Flitting through a planetarium program I stumbled upon a nice bright Carbon star in Corona Borealis. Designated SAO 84015 at magnitude 6 this should look really great! So a couple of nights ago I fired up the mini-WASP to grab this one, 5-minute subs, all 3 cameras. First sub came down and – nothing. No bright star near the centre of the field of view at all. Strange. Never mind, I just left the mini-WASP running as I have done this sort of thing before where I’ve been a little off in pointing the scope. Next day I process the data – and – still nothing. Open up the planetarium program and compare with my image – I find SAO 84015 on my image and it is sitting there at about magnitude 14?? So now we start to go deeper.
A bit more investigating shows that SAO 84015 is much more well known as R Coronae Borealis (even I have heard of that before) which shows odd “inverse nova” behaviour. I knew that it often dimmed from mag 6 to mag 14 but after a few weeks or at most months at minimum it would slowly climb back up to mag 6 again. Could I have been plain unlucky and caught it at its minimum? Start digging again.
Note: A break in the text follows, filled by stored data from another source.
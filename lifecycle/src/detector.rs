//! The detect resolver: group selection, meta-buildpack expansion and the
//! backtracking search for a consistent build plan.

use crate::buildpack_store::BuildpackStore;
use crate::errors::Error;
use crate::exit_code;
use crate::log::Logger;
use crate::runner::{BuildpackRunner, DetectConfig, DetectRun};
use crate::verify_buildpack_api;
use lifecycle_data::build_plan::{PlanSections, Require};
use lifecycle_data::buildpack::BuildpackDescriptor;
use lifecycle_data::group::{BuildpackGroup, GroupEntry};
use lifecycle_data::plan::{BuildPlan, BuildPlanEntry};
use std::collections::{BTreeMap, HashMap};
use std::sync::{Mutex, PoisonError};
use std::thread;

/// Resolves an order into the first group that produces a consistent build
/// plan.
///
/// Detect executables for a candidate group run concurrently; their outcomes
/// are kept in a map keyed by `id@version` that is shared across candidate
/// groups, so a buildpack is invoked at most once per order resolution.
pub struct Detector<'a> {
    config: DetectConfig,
    store: &'a dyn BuildpackStore,
    runner: &'a (dyn BuildpackRunner + Sync),
    logger: &'a dyn Logger,
    runs: Mutex<HashMap<String, DetectRun>>,
}

impl<'a> Detector<'a> {
    pub fn new(
        config: DetectConfig,
        store: &'a dyn BuildpackStore,
        runner: &'a (dyn BuildpackRunner + Sync),
        logger: &'a dyn Logger,
    ) -> Self {
        Self {
            config,
            store,
            runner,
            logger,
            runs: Mutex::new(HashMap::new()),
        }
    }

    /// Tries each group of the order until one detects. A group that merely
    /// fails detection is skipped; every other error is fatal.
    pub fn detect(&self, order: &[BuildpackGroup]) -> Result<(BuildpackGroup, BuildPlan), Error> {
        for group in order {
            let candidates = self.expand(&group.group)?;

            for candidate in candidates {
                match self.detect_candidate(&candidate) {
                    Ok(resolved) => return Ok(resolved),
                    Err(Error::FailedDetection) => continue,
                    Err(other) => return Err(other),
                }
            }
        }

        Err(Error::FailedDetection)
    }

    /// Flattens meta-buildpacks into a static list of candidate groups.
    ///
    /// The first meta-buildpack in the group is replaced by each of its
    /// nested groups in turn, the result is expanded again, and the
    /// candidates are returned in nested-order traversal order. Members
    /// spliced out of an optional meta-buildpack become optional themselves.
    fn expand(
        &self,
        members: &[GroupEntry],
    ) -> Result<Vec<Vec<(GroupEntry, BuildpackDescriptor)>>, Error> {
        self.expand_inner(members, &mut Vec::new())
    }

    fn expand_inner(
        &self,
        members: &[GroupEntry],
        expanding: &mut Vec<String>,
    ) -> Result<Vec<Vec<(GroupEntry, BuildpackDescriptor)>>, Error> {
        let mut resolved = Vec::new();

        for (position, entry) in members.iter().enumerate() {
            let descriptor = self.store.lookup(&entry.id, &entry.version)?;
            verify_buildpack_api(&descriptor)?;

            if !descriptor.is_meta() {
                resolved.push((entry.clone(), descriptor));
                continue;
            }

            let key = entry.to_string();
            if expanding.contains(&key) {
                return Err(Error::OrderCycle(key));
            }
            expanding.push(key);

            let mut candidates = Vec::new();
            for nested_group in &descriptor.order {
                let mut spliced = members[..position].to_vec();
                for nested_member in &nested_group.group {
                    let mut nested_member = nested_member.clone();
                    nested_member.optional = nested_member.optional || entry.optional;
                    spliced.push(nested_member);
                }
                spliced.extend_from_slice(&members[position + 1..]);

                candidates.extend(self.expand_inner(&spliced, expanding)?);
            }
            expanding.pop();

            return Ok(candidates);
        }

        Ok(vec![resolved])
    }

    fn detect_candidate(
        &self,
        candidate: &[(GroupEntry, BuildpackDescriptor)],
    ) -> Result<(BuildpackGroup, BuildPlan), Error> {
        self.run_detects(candidate);

        let results = self.classify(candidate)?;

        let mut try_count = 0;
        let (deps, trial) = self.run_trials(&results, Vec::new(), &mut try_count)?;

        if candidate.len() != trial.len() {
            self.logger.info(&format!(
                "{} of {} buildpacks participating",
                trial.len(),
                candidate.len()
            ));
        }

        let max_id_length = trial
            .iter()
            .map(|option| option.entry.id.len())
            .max()
            .unwrap_or(0);
        for option in &trial {
            self.logger.info(&format!(
                "{:max_id_length$} {}",
                option.entry.id.as_str(),
                option.entry.version
            ));
        }

        let group = BuildpackGroup {
            group: trial
                .iter()
                .map(|option| option.entry.clone().no_opt())
                .collect(),
        };
        let plan = deps.into_build_plan();

        Ok((group, plan))
    }

    /// Runs detect for every candidate member without a recorded outcome.
    /// The detects are independent and run concurrently.
    fn run_detects(&self, candidate: &[(GroupEntry, BuildpackDescriptor)]) {
        let todo: Vec<&(GroupEntry, BuildpackDescriptor)> = {
            let runs = self.lock_runs();
            candidate
                .iter()
                .filter(|(entry, _)| !runs.contains_key(&entry.to_string()))
                .collect()
        };

        let runner = self.runner;
        let config = &self.config;
        let runs = &self.runs;

        thread::scope(|scope| {
            for (entry, descriptor) in todo {
                scope.spawn(move || {
                    let run = runner.run_detect(descriptor, config);
                    runs.lock()
                        .unwrap_or_else(PoisonError::into_inner)
                        .insert(entry.to_string(), run);
                });
            }
        });
    }

    fn lock_runs(&self) -> std::sync::MutexGuard<'_, HashMap<String, DetectRun>> {
        self.runs.lock().unwrap_or_else(PoisonError::into_inner)
    }

    /// Classifies each member's detect outcome and keeps the passing ones.
    fn classify(
        &self,
        candidate: &[(GroupEntry, BuildpackDescriptor)],
    ) -> Result<Vec<DetectResult>, Error> {
        let runs = self.lock_runs();

        for (entry, _) in candidate {
            let run = runs
                .get(&entry.to_string())
                .ok_or_else(|| Error::MissingDetectRun(entry.to_string()))?;

            let output_is_noise = matches!(
                run.code,
                exit_code::CODE_DETECT_PASS | exit_code::CODE_DETECT_FAIL
            );
            let log = |message: &str| {
                if output_is_noise {
                    self.logger.debug(message);
                } else {
                    self.logger.info(message);
                }
            };

            if !run.stdout.is_empty() || !run.stderr.is_empty() {
                log(&format!("======== Output: {entry} ========"));
                if !run.stdout.is_empty() {
                    log(run.stdout.trim_end());
                }
                if !run.stderr.is_empty() {
                    log(run.stderr.trim_end());
                }
            }
            if let Some(err) = &run.err {
                log(&format!("======== Error: {entry} ========"));
                log(err);
            }
        }

        self.logger.debug("======== Results ========");

        let mut results = Vec::new();
        let mut detected = true;
        let mut buildpack_err = false;

        for (entry, _) in candidate {
            let run = &runs[&entry.to_string()];

            match run.code {
                exit_code::CODE_DETECT_PASS => {
                    self.logger.debug(&format!("pass: {entry}"));
                    results.push(DetectResult {
                        entry: entry.clone(),
                        run: run.clone(),
                    });
                }
                exit_code::CODE_DETECT_FAIL => {
                    if entry.optional {
                        self.logger.debug(&format!("skip: {entry}"));
                    } else {
                        self.logger.debug(&format!("fail: {entry}"));
                    }
                    detected = detected && entry.optional;
                }
                -1 => {
                    self.logger.info(&format!("err:  {entry}"));
                    buildpack_err = true;
                    detected = detected && entry.optional;
                }
                code => {
                    self.logger.info(&format!("err:  {entry} ({code})"));
                    buildpack_err = true;
                    detected = detected && entry.optional;
                }
            }
        }

        if !detected {
            if buildpack_err {
                return Err(Error::FailedDetectionWithErrors);
            }
            return Err(Error::FailedDetection);
        }

        Ok(results)
    }

    /// Depth-first backtracking over each passing buildpack's plan options.
    fn run_trials(
        &self,
        remaining: &[DetectResult],
        prefix: DetectTrial,
        try_count: &mut usize,
    ) -> Result<(DepMap, DetectTrial), Error> {
        if remaining.is_empty() {
            *try_count += 1;
            return self.run_trial(*try_count, prefix);
        }

        let mut last_err = None;
        for option in remaining[0].options() {
            let mut trial = prefix.clone();
            trial.push(option);

            match self.run_trials(&remaining[1..], trial, try_count) {
                Ok(resolved) => return Ok(resolved),
                Err(err) => last_err = Some(err),
            }
        }

        Err(last_err.unwrap_or(Error::FailedDetection))
    }

    /// Evaluates one concrete trial, repeatedly removing optional buildpacks
    /// with unmet requirements or unused provides until the trial is stable.
    fn run_trial(
        &self,
        try_count: usize,
        mut trial: DetectTrial,
    ) -> Result<(DepMap, DetectTrial), Error> {
        self.logger
            .debug(&format!("Resolving plan... (try #{try_count})"));

        loop {
            let deps = DepMap::new(&trial);
            let mut retry = false;

            for (name, entry) in deps.unmet_requires() {
                retry = true;
                if !entry.optional {
                    self.logger.debug(&format!("fail: {entry} requires {name}"));
                    return Err(Error::FailedDetection);
                }
                self.logger.debug(&format!("skip: {entry} requires {name}"));
                trial.retain(|option| option.entry != entry);
            }

            for (name, entry) in deps.unmet_provides() {
                retry = true;
                if !entry.optional {
                    self.logger
                        .debug(&format!("fail: {entry} provides unused {name}"));
                    return Err(Error::FailedDetection);
                }
                self.logger
                    .debug(&format!("skip: {entry} provides unused {name}"));
                trial.retain(|option| option.entry != entry);
            }

            if !retry {
                if trial.is_empty() {
                    self.logger.debug("fail: no viable buildpacks in group");
                    return Err(Error::FailedDetection);
                }
                return Ok((deps, trial));
            }
        }
    }
}

/// A buildpack that passed detection, with its emitted plan.
struct DetectResult {
    entry: GroupEntry,
    run: DetectRun,
}

impl DetectResult {
    /// The plan options this buildpack offers: its primary sections followed
    /// by its `or` alternatives. Only the last option of an optional
    /// buildpack keeps the `optional` flag, so a required buildpack must
    /// contribute one of its alternatives.
    fn options(&self) -> Vec<DetectOption> {
        let mut sections = vec![self.run.plan.sections()];
        sections.extend(self.run.plan.or.iter().cloned());

        let last = sections.len() - 1;
        sections
            .into_iter()
            .enumerate()
            .map(|(index, sections)| {
                let mut entry = self.entry.clone();
                entry.optional = entry.optional && index == last;
                DetectOption { entry, sections }
            })
            .collect()
    }
}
Looks like R Coronae Borealis took a dive around 2006 – surely it hasn’t been at minimum all this time has it? It has never shown that behaviour before. Contacted a few star experts and – yes – that’s exactly what’s happened. R Coronae Borealis took a dive all those years ago and is still languishing down at mag 12 – 14 with no immediate signs of recovery, how weird.
So now I’m playing a waiting game, waiting to see if and when R Coronae Borealis once again blazes away at mag 6. If I can get another image with the star at maximum this will make a really interesting image pair – what a huge contrast in star brightness!!